__Saved data entries__:
*-*-*
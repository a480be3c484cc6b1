//! Shared test harness for integration tests.
//!
//! Provides [`TestHarness`] which seeds an in-memory metadata store and wires
//! a [`ResultsView`] to a [`ScriptedResolver`] whose lookups are completed by
//! the test.

#![allow(dead_code)]

use std::sync::Arc;

use chrono::{TimeZone, Utc};
use parking_lot::Mutex;
use hordebrowse::pipeline::{ResultsView, RowObserver};
use hordebrowse::presentation::{PresentationRegistry, ViewItem};
use hordebrowse::resolver::{
    AssetResolver, Completion, CompletionSender, FailureReason, ResolutionOutcome,
    ResolutionRequest, ResolvedAsset,
};
use hordebrowse_common::CandidateId;
use hordebrowse_db::{Record, SqliteStore};

#[derive(Default)]
struct ScriptState {
    pending: Vec<(ResolutionRequest, CompletionSender)>,
    submitted: Vec<CandidateId>,
    max_in_flight: usize,
    clears: usize,
}

/// Resolver that holds every request until the test settles it.
///
/// `clear` is counted but leaves requests pending, so tests can deliver
/// completions that race a refresh.
#[derive(Default)]
pub struct ScriptedResolver {
    state: Mutex<ScriptState>,
}

impl ScriptedResolver {
    pub fn submitted(&self) -> Vec<String> {
        let state = self.state.lock();
        state.submitted.iter().map(|id| id.to_string()).collect()
    }

    /// Candidates with an unsettled lookup, oldest first.
    pub fn pending(&self) -> Vec<String> {
        let state = self.state.lock();
        state
            .pending
            .iter()
            .map(|(request, _)| request.candidate.to_string())
            .collect()
    }

    pub fn in_flight(&self) -> usize {
        self.state.lock().pending.len()
    }

    pub fn max_in_flight(&self) -> usize {
        self.state.lock().max_in_flight
    }

    pub fn clears(&self) -> usize {
        self.state.lock().clears
    }

    pub fn succeed(&self, candidate: &str) {
        self.settle(candidate, |request| {
            ResolutionOutcome::Success(ResolvedAsset {
                fingerprint: request.fingerprint.clone(),
                size: Some(1024),
            })
        });
    }

    pub fn fail(&self, candidate: &str) {
        self.settle(candidate, |_| {
            ResolutionOutcome::Failure(FailureReason::NotFound)
        });
    }

    fn settle<F>(&self, candidate: &str, outcome: F)
    where
        F: FnOnce(&ResolutionRequest) -> ResolutionOutcome,
    {
        let (request, reply) = {
            let mut state = self.state.lock();
            let index = state
                .pending
                .iter()
                .rposition(|(request, _)| request.candidate.as_str() == candidate)
                .unwrap_or_else(|| panic!("no pending lookup for {candidate}"));
            state.pending.remove(index)
        };
        let outcome = outcome(&request);
        reply
            .try_send(Completion { request, outcome })
            .expect("completion inbox full");
    }
}

impl AssetResolver for ScriptedResolver {
    fn submit(&self, request: ResolutionRequest, reply: CompletionSender) {
        let mut state = self.state.lock();
        state.submitted.push(request.candidate.clone());
        state.pending.push((request, reply));
        state.max_in_flight = state.max_in_flight.max(state.pending.len());
    }

    fn clear(&self) {
        self.state.lock().clears += 1;
    }
}

/// Records row insertions and resets.
#[derive(Default)]
pub struct Rows {
    pub titles: Vec<String>,
    pub resets: usize,
}

impl RowObserver for Rows {
    fn model_reset(&mut self, _generation: hordebrowse_common::Generation) {
        self.titles.clear();
        self.resets += 1;
    }

    fn rows_inserted(&mut self, _first: usize, _last: usize, rows: &[ViewItem]) {
        self.titles.extend(rows.iter().map(|row| row.title.clone()));
    }
}

/// An in-memory store, a scripted resolver, and a view over them.
pub struct TestHarness {
    pub store: Arc<SqliteStore>,
    pub resolver: Arc<ScriptedResolver>,
    pub view: ResultsView,
    pub rows: Rows,
}

impl TestHarness {
    /// Harness over `records` with the given pressure.
    pub fn new(records: &[Record], pressure: usize) -> Self {
        let store = SqliteStore::in_memory().expect("failed to create in-memory store");
        for record in records {
            store.insert_record(record).expect("failed to seed record");
        }
        let store = Arc::new(store);
        let resolver = Arc::new(ScriptedResolver::default());
        let view = ResultsView::new(
            store.clone(),
            resolver.clone(),
            Arc::new(PresentationRegistry::standard()),
            pressure,
        );

        Self {
            store,
            resolver,
            view,
            rows: Rows::default(),
        }
    }

    /// Drain the inbox into the view.
    pub fn pump(&mut self) -> usize {
        self.view.pump(&mut self.rows)
    }
}

/// A record titled `title`, modified `age` minutes before a fixed instant.
///
/// Lower ages sort first under the default newest-first ordering.
pub fn titled(id: &str, title: &str, age: i64) -> Record {
    let base = Utc.with_ymd_and_hms(2024, 6, 1, 12, 0, 0).unwrap();
    Record::new(id, base - chrono::Duration::minutes(age)).with_attr("title", title)
}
*-*-*
__Problem requirements__: Find the line with "F: FnOnce(&ResolutionRequest) ->" in the entries above. Retype it and each line after it, exactly, through the line with "pending lookup for", and stop there.

__Answer area__:
        F: FnOnce(&ResolutionRequest) -> ResolutionOutcome,
    {
        let (request, reply) = {
            let mut state = self.state.lock();
            let index = state
                .pending
                .iter()
                .rposition(|(request, _)| request.candidate.as_str() == candidate)
                .unwrap_or_else(|| panic!("no pending lookup for {candidate}"));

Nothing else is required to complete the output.